How food insecurity threatens Malawi’s HIV progress

Thousands of people living with HIV and Aids in Malawi are “silently” dying of hunger, even as the government spends huge sums of money procuring life-prolonging drugs. 

Malawi has one of the highest rates of HIV and Aids worldwide, with roughly one million people suffering from the deadly disease. But over the last 15 years the government has ramped up efforts to tackle the epidemic, gaining global recognition. 

By 2018, 79 per cent of adults living with the illness were on antiretroviral therapy (ART), which is used to suppress HIV/Aids and prevent new infections. By contrast, the regional average rate of ART use across east and southern Africa is just 67 per cent, while that figure drops to just 53 per cent in west Africa. 

But a rising threat could hamper Malawi’s steady progress: food insecurity. 

Food shortages are increasing at an alarming rate in the nation after severe floods and droughts ruined this year’s harvest. At the end of last year, the UN named Malawi as one of nine countries in southern Africa at risk of a “hunger crisis”. 

For those taking ARTs, the lack of food could have a devastating impact on their life expectancy. 

Moses Munthali, a frail 14-year-old who contracted HIV during an unsafe circumcision three years ago, understands the challenges all too well. 

“I become very weak when I take the drugs without eating anything, so I don’t take the drugs when there is no food,” he said, perched on the veranda outside his family’s small grass-thatched hut in a remote village some three hours from Zomba, Malawi’s former capital city.

But five months after hunger forced him to stop taking the vital treatment he was admitted to hospital with a crippled immune system. 

“This was the worst experience I had never gone through and I can’t believe I’m alive,” he said. “I could [only] live on blood and water drips and was hopeless about life. I saw a shadow of death hovering around my face.”

food insecurity in Malawi

Moses slowly recovered but his grandfather, Ndawonga Munthali, is worried that history will soon repeat itself. For the last five days Moses has once again stopped taking the ARTs as food shortages take hold and hike up prices. 

“I’m equally worried about my grand children’s health,” Mr Munthali, the family’s main breadwinner, said. “I don’t even sleep for him but there is nothing else I can do to help him because I have nothing to earn more money to buy him food.” 

Both the World Health Organization and UNAIDS recommend ARTs to be taken on a full stomach to prevent side effects from the powerful drugs. But Cosman Munthali, an activist and chairman of the local branch of Malawi’s Forum on HIV and Aids, said that Moses is just one of thousands of people facing a difficult decision: take the ARTs and suffer negative side effects, or stop the therapy and allow the HIV to flourish. 

“We have a lot of defaulters of ARVs due to side effects related to food problems such as extreme body weight loss, lack of appetite and other body changes,” Mr Munthali told The Telegraph. “Unfortunately, many of these people are poor and victims to acute hunger that has hit the country. The situation only takes them to their graves silently and untimely.”
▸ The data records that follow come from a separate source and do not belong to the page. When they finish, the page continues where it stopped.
use crate::format::CompareFunction;
use crate::objects::StencilState;

/// Stencil state as the native context sees it.
#[derive(Debug, Clone, Copy, PartialEq, Eq)]
pub struct StencilFuncState {
    pub front_compare: CompareFunction,
    pub back_compare: CompareFunction,
    pub reference: u32,
    pub read_mask: u32,
}

impl Default for StencilFuncState {
    fn default() -> Self {
        Self {
            front_compare: CompareFunction::Always,
            back_compare: CompareFunction::Always,
            reference: 0,
            read_mask: 0xff,
        }
    }
}

/// Auxiliary state that outlives pipeline binds.
///
/// The stencil reference is set by the command stream independently of the
/// pipeline, but natively it is part of the same call as the compare functions
/// and read mask. Changes are applied immediately; identical values are
/// skipped.
#[derive(Debug, Clone, Default)]
pub struct PersistentPipelineState {
    stencil: StencilFuncState,
}

impl PersistentPipelineState {
    pub fn new() -> Self {
        Self::default()
    }

    /// Establishes known defaults at the start of an execution.
    pub fn set_default_state(&mut self, apply: impl FnOnce(&StencilFuncState)) {
        self.stencil = StencilFuncState::default();
        apply(&self.stencil);
    }

    /// Re-establishes a pipeline's compare functions and read mask while
    /// keeping the current reference.
    pub fn set_stencil_funcs_and_mask(
        &mut self,
        state: &StencilState,
        apply: impl FnOnce(&StencilFuncState),
    ) {
        let next = StencilFuncState {
            front_compare: state.front_compare,
            back_compare: state.back_compare,
            read_mask: state.read_mask,
            ..self.stencil
        };
        self.update(next, apply);
    }

    pub fn set_stencil_reference(&mut self, reference: u32, apply: impl FnOnce(&StencilFuncState)) {
        let next = StencilFuncState {
            reference,
            ..self.stencil
        };
        self.update(next, apply);
    }

    pub fn stencil(&self) -> StencilFuncState {
        self.stencil
    }

    fn update(&mut self, next: StencilFuncState, apply: impl FnOnce(&StencilFuncState)) {
        if next == self.stencil {
            return;
        }
        self.stencil = next;
        apply(&self.stencil);
    }
}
The situation is not completely unprecedented. In 2005, the same year that the government introduced the ART programme, Malawi was also hit by severe hunger. In that year alone, the country’s National Aids Commission registered close to 64,200 Aids related deaths. In 2018, this figure had fallen to roughly 13,000. 

But Karen Iron Msiska, corporate services and public relations officer at the National Aids Commission, said that it is too soon to identify whether hunger has caused a national increase in Aids-related deaths this year. 
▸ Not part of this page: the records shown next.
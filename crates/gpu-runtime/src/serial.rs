use std::collections::VecDeque;
use std::fmt;

/// Point in GPU submission order.
///
/// Completion of serial `N` implies completion of every serial `<= N`. Serial 0
/// means "nothing submitted yet".
#[derive(Clone, Copy, Debug, Default, PartialEq, Eq, PartialOrd, Ord, Hash)]
pub struct Serial(pub u64);

impl Serial {
    pub const ZERO: Serial = Serial(0);

    pub fn next(self) -> Serial {
        Serial(self.0 + 1)
    }
}

impl fmt::Display for Serial {
    fn fmt(&self, f: &mut fmt::Formatter<'_>) -> fmt::Result {
        write!(f, "#{}", self.0)
    }
}

/// Ordered queue of items tagged with the serial after which they may be
/// processed.
///
/// Serials must be enqueued in non-decreasing order. Owners pair
/// [`SerialQueue::iterate_up_to`] with [`SerialQueue::clear_up_to`] when they tick
/// so callbacks can observe items before they are removed.
#[derive(Debug)]
pub struct SerialQueue<T> {
    storage: VecDeque<(Serial, T)>,
}

impl<T> Default for SerialQueue<T> {
    fn default() -> Self {
        Self {
            storage: VecDeque::new(),
        }
    }
}

impl<T> SerialQueue<T> {
    pub fn new() -> Self {
        Self::default()
    }

    pub fn enqueue(&mut self, item: T, serial: Serial) {
        debug_assert!(
            self.last_serial().map_or(true, |last| last <= serial),
            "serial {serial} enqueued after {:?}",
            self.last_serial()
        );
        self.storage.push_back((serial, item));
    }

    /// Items whose serial is `<= serial`, in enqueue order.
    ///
    /// Non-destructive: calling it again yields the same items until
    /// [`SerialQueue::clear_up_to`] removes them.
    pub fn iterate_up_to(&self, serial: Serial) -> impl Iterator<Item = &T> + '_ {
        self.storage
            .iter()
            .take_while(move |(s, _)| *s <= serial)
            .map(|(_, item)| item)
    }

    pub fn iterate_up_to_mut(&mut self, serial: Serial) -> impl Iterator<Item = &mut T> + '_ {
        self.storage
            .iter_mut()
            .take_while(move |(s, _)| *s <= serial)
            .map(|(_, item)| item)
    }

    /// Iterates every item regardless of serial.
    pub fn iter(&self) -> impl Iterator<Item = &T> + '_ {
        self.storage.iter().map(|(_, item)| item)
    }

    pub fn iter_mut(&mut self) -> impl Iterator<Item = &mut T> + '_ {
        self.storage.iter_mut().map(|(_, item)| item)
    }

    pub fn clear_up_to(&mut self, serial: Serial) {
        let count = self.count_up_to(serial);
        self.storage.drain(..count);
    }

    /// Removes and yields the items whose serial is `<= serial`.
    pub fn drain_up_to(&mut self, serial: Serial) -> impl Iterator<Item = T> + '_ {
        let count = self.count_up_to(serial);
        self.storage.drain(..count).map(|(_, item)| item)
    }

    pub fn first_serial(&self) -> Option<Serial> {
        self.storage.front().map(|(s, _)| *s)
    }

    pub fn last_serial(&self) -> Option<Serial> {
        self.storage.back().map(|(s, _)| *s)
    }

    pub fn len(&self) -> usize {
        self.storage.len()
    }

    pub fn is_empty(&self) -> bool {
        self.storage.is_empty()
    }

    fn count_up_to(&self, serial: Serial) -> usize {
        // Sorted by serial, so the ready items form a prefix.
        self.storage.partition_point(|(s, _)| *s <= serial)
    }
}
“There is some information that needs to be updated before we share to the world,” he said,  adding that the ART programme was essential in reducing HIV death rates. 

But according to regional data from Karonga, a district on the Tanzanian border, health authorities have identified some 6,400 people who have stopped taking ART, more than 40 per cent of the 14,200 HIV and Aids patients who are using the drugs. 

David Sibale, In-Charge for Karonga district’s health team, said that Karonga had recorded 2,254 new infections between June 2018 and July 2019. He added that there is a high chance that those who stopped taking the ARTs to had contributed to the new infections because they are at higher risk of spreading the virus than those following the treatment schedule. 

Mr Munthali said that the solution is to incorporate nutrition support for people living with HIV and Aids into ART programs. 

“Donors, however, should come second after our government. We really need to intensify the combination and integration of the policy to support the people living with HIV and Aids with compatible services including food security,” he told The Telegraph. 

Macdonald Sembeleka, another HIV and Aids activist, has also called on the government and donors to consider food security as part of a package to prevent people stopping ART – and therefore avert deaths.

“ART should be treated as the only critical aspect of driving the epidemic away but rather it needs to have some accompanying elements inclusive of the nutrition support,” he  said. “Unfortunately, both government and donors feel less obligated to support the nutrition element.”

In response Joshua Malango, spokesman for the Ministry of Health, told The Telegraph that the government had not yet established whether people defaulted on ARTs due to food shortages or other factors. 

“We have no evidence to such claims… [and] the introduction of ART services in Malawi has saved the lives of thousands since its inception in 2005,” said Mr Malango.